His portraits of otherwise overlooked subjects (including growing families and longtime friends, steel mill workers, drug abusers, prostitutes and preachers) are currently on view in "The Forgotten Ones," an exhibition at the New-York Historical Society.

"The rich ones have their own photographers," Rogovin said in an interview with the radio producer David Isay. "I feel my goal is to zero in on those who I consider ‘the forgotten ones.’ "

Once labeled "Buffalo’s Top Red" for his union-organizing activities, the 93-year-old photographer found a kindred spirit in Isay, 37, a charismatic advocate for underdogs, who has established a reputation in his radio documentaries for seeking out "the poetry on the edges of society."

Isay helped Rogovin organize the exhibition and an accompanying book (The Quantuck Lane Press, 2003). His company, Sound Portraits Productions, created an audio narration for "The Forgotten Ones" that features the voices of Rogovin and several of his subjects, whom he photographed multiple times over the course of three decades.

"I think the stories of ordinary people are more interesting that the stories of celebrities," Isay told The Jewish Week over a glass of milky ice tea at a coffee shop near his Chinatown office. "Ordinary people who do extraordinary things."

A tall man with soft features and a quiet intensity, Isay said he wants to offer people a better alternative to "the kind of stories … they’re getting in news magazines, ‘The Bachelor,’ that kind of crap … I may be a total fool, but I think that if people are given better stuff they’ll respond to it," he said.

Isay’s award-winning forays to the country’s fringes have taken him to the planet’s only pawn shop/wedding chapel, a dog graveyard and a struggling Southern synagogue, among dozens of other unusual destinations. Darker corners famously include flophouses on the Bowery, housing projects in Chicago, the Louisiana State Penitentiary and Texas death row.

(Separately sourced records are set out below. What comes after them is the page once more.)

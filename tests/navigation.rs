//! Navigation flow integration tests: activation, deferred loading,
//! memoization, and failure handling.

use std::sync::atomic::{AtomicUsize, Ordering};
use std::sync::Arc;

use view_router::app;
use view_router::config::HistoryConfig;
use view_router::{NavigationError, Route, Router, WebHistory};

mod common;

/// The application table as declared: path, name, component.
const APP_ROUTES: [(&str, &str, &str); 5] = [
    ("/", "home", "HomeView"),
    ("/love-app", "loveApp", "LoveAppView"),
    ("/manus-app", "manusApp", "ManusAppView"),
    ("/exam-app", "examApp", "ExamAppView"),
    ("/health-app", "healthApp", "HealthAppView"),
];

fn counted_router(calls: &Arc<AtomicUsize>) -> Router {
    Router::new(
        WebHistory::new(""),
        vec![
            Route::new("/", "home", common::counting_loader("HomeView", Arc::clone(calls))),
            Route::new(
                "/exam-app",
                "examApp",
                common::counting_loader("ExamAppView", Arc::clone(calls)),
            ),
        ],
    )
    .expect("table compiles")
}

#[tokio::test]
async fn test_each_path_activates_its_view() {
    let router = app::router(&HistoryConfig::default()).expect("app table compiles");

    for (path, name, _) in APP_ROUTES {
        let current = router.push(path).await.expect("route activates");
        assert_eq!(current.name, name);
        assert_eq!(current.path, path);
        assert_eq!(current.full_path, path);
        assert_eq!(router.current().unwrap().name, name);
        assert_eq!(router.history().location().unwrap().as_str(), path);
    }
}

#[tokio::test]
async fn test_paths_and_names_are_unique() {
    let router = app::router(&HistoryConfig::default()).expect("app table compiles");

    let paths: std::collections::HashSet<_> =
        router.routes().iter().map(|r| r.path()).collect();
    let names: std::collections::HashSet<_> =
        router.routes().iter().map(|r| r.name()).collect();

    assert_eq!(router.routes().len(), APP_ROUTES.len());
    assert_eq!(paths.len(), APP_ROUTES.len());
    assert_eq!(names.len(), APP_ROUTES.len());
}

#[tokio::test]
async fn test_loads_are_deferred_until_first_visit() {
    let calls = Arc::new(AtomicUsize::new(0));
    let router = counted_router(&calls);

    // Building the router and resolving locations must not load anything.
    router.resolve_location("/exam-app");
    router.route_named("examApp");
    assert_eq!(calls.load(Ordering::SeqCst), 0);
    assert!(router.routes().iter().all(|r| !r.loader().is_loaded()));

    router.push("/exam-app").await.unwrap();
    assert_eq!(calls.load(Ordering::SeqCst), 1);
}

#[tokio::test]
async fn test_revisits_reuse_the_loaded_view() {
    let calls = Arc::new(AtomicUsize::new(0));
    let router = counted_router(&calls);

    let first = router.push_named("examApp").await.unwrap();
    assert_eq!(first.path, "/exam-app");
    assert_eq!(calls.load(Ordering::SeqCst), 1);

    // Navigate away and back, twice, mixing path and name navigation.
    router.push("/").await.unwrap();
    let second = router.push("/exam-app").await.unwrap();
    router.push("/").await.unwrap();
    let third = router.push_named("examApp").await.unwrap();

    assert!(Arc::ptr_eq(&first.view, &second.view));
    assert!(Arc::ptr_eq(&first.view, &third.view));
    // One call for examApp, one for home.
    assert_eq!(calls.load(Ordering::SeqCst), 2);
}

#[tokio::test]
async fn test_concurrent_first_visits_share_one_load() {
    let calls = Arc::new(AtomicUsize::new(0));
    let router = Arc::new(counted_router(&calls));

    let (a, b) = tokio::join!(router.push("/exam-app"), router.push_named("examApp"));
    assert!(Arc::ptr_eq(&a.unwrap().view, &b.unwrap().view));
    assert_eq!(calls.load(Ordering::SeqCst), 1);
}

#[tokio::test]
async fn test_load_failure_keeps_previous_route_and_retries() {
    let calls = Arc::new(AtomicUsize::new(0));
    let router = Router::new(
        WebHistory::new(""),
        vec![
            Route::new("/", "home", common::counting_loader("HomeView", Arc::new(AtomicUsize::new(0)))),
            Route::new(
                "/exam-app",
                "examApp",
                common::flaky_loader("ExamAppView", 1, Arc::clone(&calls)),
            ),
        ],
    )
    .unwrap();

    router.push("/").await.unwrap();

    let err = router.push("/exam-app").await.unwrap_err();
    assert!(matches!(err, NavigationError::Load { ref name, .. } if name == "examApp"));
    // The failed navigation must not replace the current route.
    assert_eq!(router.current().unwrap().name, "home");
    assert_eq!(router.history().location().unwrap().as_str(), "/");

    let current = router.push("/exam-app").await.unwrap();
    assert_eq!(current.name, "examApp");
    assert_eq!(calls.load(Ordering::SeqCst), 2);
}

#[tokio::test]
async fn test_unknown_targets_are_explicit_errors() {
    let router = app::router(&HistoryConfig::default()).unwrap();

    assert!(matches!(
        router.push("/settings").await,
        Err(NavigationError::NoMatch { .. })
    ));
    assert!(matches!(
        router.push_named("settings").await,
        Err(NavigationError::UnknownName { .. })
    ));
    assert!(router.current().is_none());
}

#[tokio::test]
async fn test_query_and_trailing_slash_are_tolerated() {
    let router = app::router(&HistoryConfig::default()).unwrap();

    let current = router.push("/love-app/?from=home").await.unwrap();
    assert_eq!(current.name, "loveApp");
    assert_eq!(current.path, "/love-app");
    assert_eq!(current.full_path, "/love-app?from=home");
}
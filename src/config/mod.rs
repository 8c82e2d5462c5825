//! Configuration management subsystem.
//!
//! # Data Flow
//! ```text
//! config file (TOML, optional)
//!     → loader.rs (parse & deserialize, BASE_URL env override)
//!     → validation.rs (semantic checks)
//!     → NavConfig (validated, immutable)
//!     → WebHistory and logging built from it at startup
//! ```
//!
//! # Design Decisions
//! - Config is immutable once loaded; the route table never reloads
//! - All fields have defaults so a missing file still boots
//! - Validation separates syntactic (serde) from semantic checks
//! - Ambient environment reads happen here and nowhere else

pub mod loader;
pub mod schema;
pub mod validation;

pub use loader::{load_config, ConfigError};
pub use schema::HistoryConfig;
pub use schema::NavConfig;
pub use schema::ObservabilityConfig;
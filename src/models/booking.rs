//! Booking model and the fixed weekly schedule

use chrono::{DateTime, Utc};
use serde::{Deserialize, Serialize};

/// The six bookable weekly class slots.
///
/// These labels are the booking key: bookings store the label verbatim and
/// the (user id, label) pair is unique. There is no per-slot capacity; any
/// number of users may book the same slot.
pub const TIME_SLOTS: [&str; 6] = [
    "Mon 17:00-19:00",
    "Tue 16:00-18:00",
    "Wed 18:00-20:00",
    "Thu 16:00-18:00",
    "Fri 17:00-19:00",
    "Sat 10:00-12:00",
];

/// A class booking held by a user.
///
/// `user_id` is a soft reference: a booking may outlive the user record
/// it points at without error.
#[derive(Debug, Clone, Serialize, Deserialize, PartialEq)]
pub struct Booking {
    #[serde(deserialize_with = "super::flexible_i64")]
    pub user_id: i64,
    pub time_slot: String,
    pub created_at: DateTime<Utc>,
}

/// Check whether a label is one of the fixed weekly slots.
pub fn is_known_slot(label: &str) -> bool {
    TIME_SLOTS.contains(&label)
}

#[cfg(test)]
mod tests {
    use super::*;

    #[test]
    fn test_known_slots() {
        assert!(is_known_slot("Mon 17:00-19:00"));
        assert!(!is_known_slot("Sun 09:00-11:00"));
    }
}
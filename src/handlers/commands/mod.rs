//! Command handlers module

pub mod admin;
pub mod help;
pub mod start;
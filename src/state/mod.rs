//! Conversation state management

pub mod context;
pub mod storage;

pub use context::{ConversationState, RegistrationDraft, RegistrationStep};
pub use storage::StateStorage;
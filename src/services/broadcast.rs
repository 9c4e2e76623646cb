//! Broadcast fan-out service
//!
//! Delivers one message to every registered user sequentially, pacing
//! itself with a fixed delay between sends. Failures are counted, never
//! retried; there is no way to cancel a broadcast in flight. One audit
//! record is appended per completed run.
//!
//! The send and progress effects are injected so the accounting can be
//! exercised without a live transport.

use std::future::Future;
use std::time::Duration;

use tracing::{error, info};

use crate::config::BroadcastConfig;
use crate::models::user::User;
use crate::storage::BroadcastRepository;
use crate::utils::errors::Result;

/// Tallies of one broadcast run.
#[derive(Debug, Clone, Copy, PartialEq, Eq)]
pub struct BroadcastReport {
    pub success: u32,
    pub failed: u32,
    pub total: usize,
}

#[derive(Clone)]
pub struct BroadcastService {
    broadcasts: BroadcastRepository,
    delay: Duration,
    progress_every: u32,
}

impl BroadcastService {
    pub fn new(broadcasts: BroadcastRepository, config: &BroadcastConfig) -> Self {
        Self {
            broadcasts,
            delay: Duration::from_millis(config.delay_ms),
            progress_every: config.progress_every.max(1),
        }
    }

    /// Run the fan-out over `users`, calling `send` once per user and
    /// `progress` after every Nth successful delivery. Appends exactly one
    /// broadcast record with the final tallies.
    pub async fn broadcast<S, SF, P, PF>(
        &self,
        text: &str,
        users: &[User],
        mut send: S,
        mut progress: P,
    ) -> BroadcastReport
    where
        S: FnMut(&User) -> SF,
        SF: Future<Output = Result<()>>,
        P: FnMut(u32, usize) -> PF,
        PF: Future<Output = ()>,
    {
        let total = users.len();
        let mut success = 0u32;
        let mut failed = 0u32;

        for user in users {
            match send(user).await {
                Ok(()) => {
                    success += 1;
                    if success % self.progress_every == 0 {
                        progress(success, total).await;
                    }
                    tokio::time::sleep(self.delay).await;
                }
                Err(e) => {
                    failed += 1;
                    error!(user_id = user.id, error = %e, "Broadcast delivery failed");
                }
            }
        }

        self.broadcasts.append(text, success, failed).await;
        info!(success = success, failed = failed, total = total, "Broadcast completed");

        BroadcastReport {
            success,
            failed,
            total,
        }
    }
}
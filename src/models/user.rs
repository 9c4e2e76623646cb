//! User model

use chrono::{DateTime, Utc};
use serde::{Deserialize, Serialize};

/// A registered chess-school user.
///
/// The id is the external Telegram account id; at most one record exists
/// per id. Records are created by the registration wizard and mutated
/// field-by-field by the profile-edit wizard, never deleted.
#[derive(Debug, Clone, Serialize, Deserialize, PartialEq)]
pub struct User {
    #[serde(deserialize_with = "super::flexible_i64")]
    pub id: i64,
    pub name: String,
    pub surname: String,
    pub phone: String,
    pub email: String,
    pub category: String,
    pub registered_at: DateTime<Utc>,
}

/// Payload for creating a user; the store stamps `registered_at`.
#[derive(Debug, Clone, Serialize, Deserialize)]
pub struct NewUser {
    pub id: i64,
    pub name: String,
    pub surname: String,
    pub phone: String,
    pub email: String,
    pub category: String,
}

/// Partial update for a user record; `None` fields are left untouched.
#[derive(Debug, Clone, Default, Serialize, Deserialize)]
pub struct UserPatch {
    pub name: Option<String>,
    pub surname: Option<String>,
    pub phone: Option<String>,
    pub email: Option<String>,
    pub category: Option<String>,
}

impl UserPatch {
    /// A patch replacing a single profile field.
    pub fn single(field: ProfileField, value: String) -> Self {
        let mut patch = Self::default();
        match field {
            ProfileField::Name => patch.name = Some(value),
            ProfileField::Surname => patch.surname = Some(value),
            ProfileField::Phone => patch.phone = Some(value),
            ProfileField::Email => patch.email = Some(value),
            ProfileField::Category => patch.category = Some(value),
        }
        patch
    }
}

/// The editable profile fields offered by the profile-edit wizard.
#[derive(Debug, Clone, Copy, PartialEq, Eq, Serialize, Deserialize)]
pub enum ProfileField {
    Name,
    Surname,
    Phone,
    Email,
    Category,
}

impl ProfileField {
    pub const ALL: [ProfileField; 5] = [
        ProfileField::Name,
        ProfileField::Surname,
        ProfileField::Phone,
        ProfileField::Email,
        ProfileField::Category,
    ];

    /// Stable token used in callback payloads.
    pub fn as_str(&self) -> &'static str {
        match self {
            ProfileField::Name => "name",
            ProfileField::Surname => "surname",
            ProfileField::Phone => "phone",
            ProfileField::Email => "email",
            ProfileField::Category => "category",
        }
    }

    pub fn parse(s: &str) -> Option<Self> {
        match s {
            "name" => Some(ProfileField::Name),
            "surname" => Some(ProfileField::Surname),
            "phone" => Some(ProfileField::Phone),
            "email" => Some(ProfileField::Email),
            "category" => Some(ProfileField::Category),
            _ => None,
        }
    }

    /// Button label shown in the field-selection keyboard.
    pub fn label(&self) -> &'static str {
        match self {
            ProfileField::Name => "Name",
            ProfileField::Surname => "Surname",
            ProfileField::Phone => "Phone",
            ProfileField::Email => "Email",
            ProfileField::Category => "Skill level",
        }
    }

    /// Prompt shown when asking for a new value.
    pub fn prompt(&self) -> &'static str {
        match self {
            ProfileField::Name => "your name",
            ProfileField::Surname => "your surname",
            ProfileField::Phone => "your phone number",
            ProfileField::Email => "your email",
            ProfileField::Category => "your skill level",
        }
    }
}

impl User {
    /// Multi-line profile summary used in several handler replies.
    pub fn profile_text(&self) -> String {
        format!(
            "👤 Name: {}\n📝 Surname: {}\n📱 Phone: {}\n📧 Email: {}\n🏆 Skill level: {}",
            self.name, self.surname, self.phone, self.email, self.category
        )
    }
}

#[cfg(test)]
mod tests {
    use super::*;

    #[test]
    fn test_profile_field_roundtrip() {
        for field in ProfileField::ALL {
            assert_eq!(ProfileField::parse(field.as_str()), Some(field));
        }
        assert_eq!(ProfileField::parse("rating"), None);
    }

    #[test]
    fn test_single_field_patch() {
        let patch = UserPatch::single(ProfileField::Phone, "+700".to_string());
        assert_eq!(patch.phone.as_deref(), Some("+700"));
        assert!(patch.name.is_none());
        assert!(patch.email.is_none());
    }
}
//! User repository implementation

use chrono::Utc;
use tracing::{debug, info, warn};

use crate::models::user::{NewUser, User, UserPatch};
use crate::storage::json_store::JsonStore;

/// CRUD over the users collection. Every operation is a linear scan over
/// the whole file; persistence failures never surface to callers.
#[derive(Debug, Clone)]
pub struct UserRepository {
    store: JsonStore,
}

impl UserRepository {
    pub fn new(store: JsonStore) -> Self {
        Self { store }
    }

    /// List all users in insertion order. Never fails: an unreadable
    /// backing file yields an empty list.
    pub async fn list(&self) -> Vec<User> {
        self.store.load().await
    }

    /// Find a user by id.
    pub async fn get(&self, id: i64) -> Option<User> {
        self.list().await.into_iter().find(|u| u.id == id)
    }

    /// Append a new user unless one with the same id already exists.
    ///
    /// Stamps the registration timestamp server-side. Returns false when
    /// the id is already taken; the collection is left unchanged.
    pub async fn add(&self, new_user: NewUser) -> bool {
        let mut users = self.list().await;

        if users.iter().any(|u| u.id == new_user.id) {
            warn!(user_id = new_user.id, "User already exists, rejecting registration");
            return false;
        }

        let user = User {
            id: new_user.id,
            name: new_user.name,
            surname: new_user.surname,
            phone: new_user.phone,
            email: new_user.email,
            category: new_user.category,
            registered_at: Utc::now(),
        };

        info!(user_id = user.id, "Adding new user");
        users.push(user);
        self.store.save(&users).await;
        true
    }

    /// Merge a partial update into the first record matching `id`.
    ///
    /// Returns false (and does not touch the file) when no record matches.
    pub async fn update(&self, id: i64, patch: UserPatch) -> bool {
        let mut users = self.list().await;

        let Some(user) = users.iter_mut().find(|u| u.id == id) else {
            debug!(user_id = id, "Update skipped, user not found");
            return false;
        };

        if let Some(name) = patch.name {
            user.name = name;
        }
        if let Some(surname) = patch.surname {
            user.surname = surname;
        }
        if let Some(phone) = patch.phone {
            user.phone = phone;
        }
        if let Some(email) = patch.email {
            user.email = email;
        }
        if let Some(category) = patch.category {
            user.category = category;
        }

        self.store.save(&users).await;
        true
    }
}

Last year, he toured the country with a live production of the "Yiddish Radio Project," a compilation of recordings from the 1930s to the 1950s salvaged by Isay and ethnomusicologist Henry Sapoznik. The radio version earned a 2003 Peabody Award for broadcasting: Isay’s fourth, among over a dozen prestigious awards including a MacArthur "genius" Fellowship.

Most recently, Isay won the National Foundation for Jewish Culture’s Media Arts Award. The medal is displayed somewhat unceremoniously in the headquarters of his 10-year-old non-profit company, hung around one of two Robert F. Kennedy Award trophies. (A post-it note playfully stuck to the to the medal reads, "Jew of the Year.")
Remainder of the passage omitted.